Pursuant to the Purchase and Sale Agreement, Nektar will be required to pay to RPI (a) $3.0 million if certain worldwide net sales thresholds of MIRCERA® for the 12 month period ending on December 31, 2012 are not achieved and (b) up to $7.0 million if certain worldwide net sales thresholds of MIRCERA® for the 12 month periods ending on December 31, 2012 and December 31, 2013, respectively, are not achieved.

The Purchase and Sale Agreement grants RPI the right to receive certain reports and other information relating to the Royalty Entitlements and contains various representations and warranties, covenants, indemnification obligations and other provisions that are customary for a transaction of this nature.
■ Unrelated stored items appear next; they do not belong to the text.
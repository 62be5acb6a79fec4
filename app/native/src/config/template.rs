//! Configuration template generation.
//!
//! Generates a commented configuration template with all available options.

use std::fs;
use std::path::Path;

/// Generates a configuration template with all options commented out.
#[must_use]
pub fn generate_config_template() -> String {
    r#"// hinotes Configuration File
// ==========================
// This file uses JSONC format (JSON with comments).
// All options below are commented out and show their default values.
// Uncomment and modify the options you want to configure.
//
// Run `hinotes schema > hinotes.schema.json` for editor completion.

{
  // ============================================================================
  // Window Synchronization
  // ============================================================================
  // "sync": {
  //   // Wait this long for a spawned note window to report ready
  //   "handshakeTimeoutMs": 2000,
  //
  //   // Spawn retries after the first timeout
  //   "handshakeRetries": 1,
  //
  //   // Ignore OS position reports this long after the hub moves a window
  //   "echoBlockMs": 300,
  //
  //   // Swallow one OS resize report this long after a committed resize
  //   "resizeAckGraceMs": 300,
  //
  //   // Note window polling while moving / at rest
  //   "pollActiveMs": 100,
  //   "pollIdleMs": 450,
  //
  //   // Stay in fast polling this long after the last change
  //   "activeWindowMs": 1500,
  //
  //   // Debounce for title and content edits
  //   "contentDebounceMs": 500
  // },

  // ============================================================================
  // Layout Persistence
  // ============================================================================
  // "persistence": {
  //   // Delay between the last change and the write to disk
  //   "debounceMs": 250,
  //
  //   // Custom layout file (defaults to the platform data directory)
  //   "path": "~/Documents/hinotes/layout.json"
  // },

  // ============================================================================
  // Board
  // ============================================================================
  // "board": {
  //   "openNotesOnStart": true,
  //   "defaultNoteWidth": 300,
  //   "defaultNoteHeight": 200,
  //   "gridDensity": 40,
  //   "snapThreshold": 6
  // },

  // ============================================================================
  // External Windows
  // ============================================================================
  // "externals": {
  //   "enabled": false,
  //   "refreshIntervalMs": 2000
  // }
}
"#
    .to_string()
}

/// Writes the template to `path`, creating parent directories.
///
/// # Errors
///
/// Returns an error if the directories or the file cannot be written.
pub fn create_config_file(path: &Path) -> Result<(), std::io::Error> {
    if let Some(parent) = path.parent() {
        fs::create_dir_all(parent)?;
    }

    fs::write(path, generate_config_template())
}
//! CLI module for hinotes.
//!
//! The CLI inspects and edits the persisted layout, previews connector
//! geometry, and can run the whole hub against headless windows.

mod commands;
mod output;

use clap::Parser;
pub use commands::Cli;

use crate::error::HinotesError;

/// Runs the CLI.
///
/// Parses command-line arguments and executes the appropriate command.
///
/// # Errors
///
/// Returns an error if the command execution fails.
pub fn run() -> Result<(), HinotesError> {
    let cli = Cli::parse();
    cli.execute()
}
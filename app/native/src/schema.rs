//! JSON Schema for the configuration file.

use crate::config::HinotesConfig;

/// Generates the JSON Schema describing [`HinotesConfig`].
#[must_use]
pub fn generate_schema() -> schemars::Schema { schemars::schema_for!(HinotesConfig) }

/// Returns the schema as pretty-printed JSON.
#[must_use]
pub fn print_schema() -> String {
    serde_json::to_string_pretty(&generate_schema()).unwrap_or_else(|_| "{}".to_string())
}
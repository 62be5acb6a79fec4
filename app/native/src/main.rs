#![allow(clippy::multiple_crate_versions)]

//! hinotes command-line entry point.

fn main() {
    hinotes_lib::init_tracing();

    if let Err(err) = hinotes_lib::cli::run() {
        eprintln!("hinotes: {err}");
        std::process::exit(1);
    }
}
//! Message types for the hub actor.
//!
//! - `HubMessage` - commands, executor results, and queries sent to the hub
//! - `HubQuery` - requests for board data (with response channel)
//! - `QueryResult` - responses from queries
//!
//! Events emitted by note windows do not go through the mailbox; the hub
//! reads them straight off the bus.

use tokio::sync::oneshot;

use crate::modules::board::drag::{DragOperation, DragSession};
use crate::modules::board::overlay::{Connector, OverlayState};
use crate::modules::board::state::{
    BoardState, ConnectStyle, ExternalId, LinkId, Note, NoteId, NotePatch, Rect, RectOverrides, UiMode,
};
use crate::modules::board::store::{LinkingDraft, OpenOutcome, SaveStatus, WindowPhase};
use crate::modules::host::{ExternalSnapshot, HostError};

// ============================================================================
// Hub Messages
// ============================================================================

/// Messages sent to the hub actor.
#[derive(Debug)]
pub enum HubMessage {
    // ════════════════════════════════════════════════════════════════════════
    // Notes
    // ════════════════════════════════════════════════════════════════════════
    /// Create a note and open its window.
    CreateNote {
        overrides: RectOverrides,
        respond_to: Option<oneshot::Sender<NoteId>>,
    },

    /// Delete a note into the trash slot.
    DeleteNote { id: NoteId },

    /// Restore the last deleted note.
    UndoDelete,

    /// Edit title and/or content from the board.
    UpdateContent {
        id: NoteId,
        title: Option<String>,
        content: Option<String>,
    },

    /// Change window-visible fields (title, color).
    PatchNote { id: NoteId, patch: NotePatch },

    /// Raise a note and focus its window.
    BringToFront { id: NoteId },

    /// Move a note from the board outside a drag gesture.
    SetNoteRect { id: NoteId, rect: Rect },

    // ════════════════════════════════════════════════════════════════════════
    // Window lifecycle
    // ════════════════════════════════════════════════════════════════════════
    /// Open a note window; the responder receives the final outcome.
    OpenNote {
        id: NoteId,
        respond_to: Option<oneshot::Sender<OpenOutcome>>,
    },

    /// Open every note, lowest first.
    OpenAll,

    /// Close a note window.
    CloseNote { id: NoteId },

    /// Open when closed, close when open.
    ToggleNote { id: NoteId },

    // ════════════════════════════════════════════════════════════════════════
    // Drag gestures
    // ════════════════════════════════════════════════════════════════════════
    BeginDrag { id: NoteId, operation: DragOperation },

    /// Pointer delta from the start of the gesture.
    DragBy {
        id: NoteId,
        dx: f64,
        dy: f64,
        /// Bypass grid snapping.
        free: bool,
    },

    CommitDrag { id: NoteId },

    CancelDrag { id: NoteId },

    // ════════════════════════════════════════════════════════════════════════
    // Links
    // ════════════════════════════════════════════════════════════════════════
    CreateLink { source: NoteId, target: NoteId },
    DeleteLink { id: LinkId },
    SetLinkDirected { id: LinkId, directed: bool },
    ReverseLink { id: LinkId },
    SetLinkLabel { id: LinkId, label: Option<String> },
    BeginLink { source: NoteId },
    CompleteLink { target: NoteId },
    CancelLink,

    // ════════════════════════════════════════════════════════════════════════
    // UI
    // ════════════════════════════════════════════════════════════════════════
    SetMode(UiMode),
    ToggleSnapToGrid,
    SetConnectStyle(ConnectStyle),
    SetSelectedNotes(Vec<NoteId>),
    SetSelectedLinks(Vec<LinkId>),
    ToggleNoteSelection { id: NoteId },
    ClearSelection,
    SetGridDensity(f64),
    ToggleSidebar,
    SetShowConnections(bool),

    // ════════════════════════════════════════════════════════════════════════
    // External windows
    // ════════════════════════════════════════════════════════════════════════
    TrackExternal(ExternalSnapshot),
    MoveExternal { id: ExternalId, rect: Rect },
    SetExternalHidden { id: ExternalId, hidden: bool },
    UntrackExternal { id: ExternalId },
    PruneExternals,
    RefreshExternals,

    // ════════════════════════════════════════════════════════════════════════
    // Layout
    // ════════════════════════════════════════════════════════════════════════
    /// Replace the board with the sample layout.
    ResetLayout,

    /// Save immediately; the responder receives the outcome of that save.
    Flush { respond_to: Option<oneshot::Sender<SaveStatus>> },

    // ════════════════════════════════════════════════════════════════════════
    // Executor results
    // ════════════════════════════════════════════════════════════════════════
    SpawnResolved {
        id: NoteId,
        attempt: u32,
        result: Result<(), HostError>,
    },

    HandshakeTimeout { id: NoteId, attempt: u32 },

    RectApplied { id: NoteId, result: Result<(), HostError> },

    ExternalsEnumerated(Result<Vec<ExternalSnapshot>, HostError>),

    PersistFinished {
        revision: u64,
        result: Result<(), HostError>,
    },

    // ════════════════════════════════════════════════════════════════════════
    // Control
    // ════════════════════════════════════════════════════════════════════════
    /// Query board data.
    Query {
        query: HubQuery,
        respond_to: oneshot::Sender<QueryResult>,
    },

    /// Stop the hub after a final save.
    Shutdown { respond_to: Option<oneshot::Sender<()>> },
}

impl HubMessage {
    /// Short name used in logs.
    #[must_use]
    pub const fn name(&self) -> &'static str {
        match self {
            Self::CreateNote { .. } => "CreateNote",
            Self::DeleteNote { .. } => "DeleteNote",
            Self::UndoDelete => "UndoDelete",
            Self::UpdateContent { .. } => "UpdateContent",
            Self::PatchNote { .. } => "PatchNote",
            Self::BringToFront { .. } => "BringToFront",
            Self::SetNoteRect { .. } => "SetNoteRect",
            Self::OpenNote { .. } => "OpenNote",
            Self::OpenAll => "OpenAll",
            Self::CloseNote { .. } => "CloseNote",
            Self::ToggleNote { .. } => "ToggleNote",
            Self::BeginDrag { .. } => "BeginDrag",
            Self::DragBy { .. } => "DragBy",
            Self::CommitDrag { .. } => "CommitDrag",
            Self::CancelDrag { .. } => "CancelDrag",
            Self::CreateLink { .. } => "CreateLink",
            Self::DeleteLink { .. } => "DeleteLink",
            Self::SetLinkDirected { .. } => "SetLinkDirected",
            Self::ReverseLink { .. } => "ReverseLink",
            Self::SetLinkLabel { .. } => "SetLinkLabel",
            Self::BeginLink { .. } => "BeginLink",
            Self::CompleteLink { .. } => "CompleteLink",
            Self::CancelLink => "CancelLink",
            Self::SetMode(_) => "SetMode",
            Self::ToggleSnapToGrid => "ToggleSnapToGrid",
            Self::SetConnectStyle(_) => "SetConnectStyle",
            Self::SetSelectedNotes(_) => "SetSelectedNotes",
            Self::SetSelectedLinks(_) => "SetSelectedLinks",
            Self::ToggleNoteSelection { .. } => "ToggleNoteSelection",
            Self::ClearSelection => "ClearSelection",
            Self::SetGridDensity(_) => "SetGridDensity",
            Self::ToggleSidebar => "ToggleSidebar",
            Self::SetShowConnections(_) => "SetShowConnections",
            Self::TrackExternal(_) => "TrackExternal",
            Self::MoveExternal { .. } => "MoveExternal",
            Self::SetExternalHidden { .. } => "SetExternalHidden",
            Self::UntrackExternal { .. } => "UntrackExternal",
            Self::PruneExternals => "PruneExternals",
            Self::RefreshExternals => "RefreshExternals",
            Self::ResetLayout => "ResetLayout",
            Self::Flush { .. } => "Flush",
            Self::SpawnResolved { .. } => "SpawnResolved",
            Self::HandshakeTimeout { .. } => "HandshakeTimeout",
            Self::RectApplied { .. } => "RectApplied",
            Self::ExternalsEnumerated(_) => "ExternalsEnumerated",
            Self::PersistFinished { .. } => "PersistFinished",
            Self::Query { .. } => "Query",
            Self::Shutdown { .. } => "Shutdown",
        }
    }
}

// ============================================================================
// Queries
// ============================================================================

/// Queries for board data.
#[derive(Debug, Clone)]
pub enum HubQuery {
    /// Full board snapshot.
    GetBoard,

    /// A single note.
    GetNote { id: NoteId },

    /// The overlay payload.
    GetOverlay,

    /// Connector paths for links between existing notes.
    GetConnectors { style: Option<ConnectStyle>, only_open: bool },

    /// Handshake phase of a note window.
    GetWindowPhase { id: NoteId },

    /// Active drag session for a note.
    GetDragSession { id: NoteId },

    GetLinkingDraft,

    /// Outcome of the last save.
    GetLastSave,

    GetRevision,
}

/// Results from queries.
#[derive(Debug, Clone)]
pub enum QueryResult {
    Board(Box<BoardState>),
    Note(Option<Box<Note>>),
    Overlay(Box<OverlayState>),
    Connectors(Vec<Connector>),
    WindowPhase(WindowPhase),
    DragSession(Option<DragSession>),
    LinkingDraft(LinkingDraft),
    LastSave(Option<SaveStatus>),
    Revision(u64),
}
The foregoing summary does not purport to be complete and is qualified in its entirety by reference to the Purchase and Sale Agreement, which will be filed as an exhibit to Nektar’s Quarterly Report on Form 10-Q for the quarterly period ending March 31, 2012.

 

Item 2.01       Completion of Acquisition or Disposition of Assets.

 

As disclosed in Item 1.01 above, on February 24, 2012, Nektar entered into a Purchase and Sale Agreement with RPI with respect to the purchase and sale of the Royalty Entitlements. On February 29, 2012, Nektar completed the sale of the respective Royalty Entitlements and received $124.0 million in cash as consideration from RPI (or its designated affiliate) for the sale.

 

Nektar knows of no material relationships between it or its affiliates, on the one hand, and RPI or its affiliates, on the other hand, other than in respect of the transactions set forth in the Purchase and Sale Agreement.

 

The information set forth in Item 1.01 above is incorporated by reference herein.

 

Item 7.01       Regulation FD Disclosure.

 

On February 29, 2012, Nektar issued the press release announcing the matters reported herein under Items 1.01 and 2.01. The information in this Item 7.01, including Exhibit 99.1, is being furnished and shall not be deemed filed for purposes of Section 18 of the Securities Exchange Act of 1934, as amended (the “Exchange Act”), or otherwise subject to the liability of that section, nor shall such information be deemed to be incorporated by reference in any registration statement or other document filed under the Securities Act of 1933, as amended, or the Exchange Act, except as otherwise stated in such filing.

 

 
 

 

Item 9.01        Financial Statements and Exhibits.

 

(d) Exhibits

 

Exhibit
No.

  Description
   
99.1     Press Release titled “Nektar Therapeutics Announces Agreement to Sell MIRCERA® and CIMZIA® Royalties to Royalty Pharma for $124 Million” issued by Nektar Therapeutics on February 29, 2012.

 

  

SIGNATURES

Pursuant to the requirements of the Securities Exchange Act of 1934, the registrant has duly caused this report to be signed on its behalf by the undersigned hereunto duly authorized.

 

  NEKTAR THERAPEUTICS  
     
  By: /s/ Gil M. Labrucherie  
    Name:  Gil M. Labrucherie  
    Title:    General Counsel and Secretary  

Date: February 29, 2012

 

 

 
 

EXHIBIT INDEX

 

 

Exhibit
No.

  Description
   
99.1     Press Release titled “Nektar Therapeutics Announces Agreement to Sell MIRCERA® and CIMZIA® Royalties to Royalty Pharma for $124 Million” issued by Nektar Therapeutics on February 29, 2012.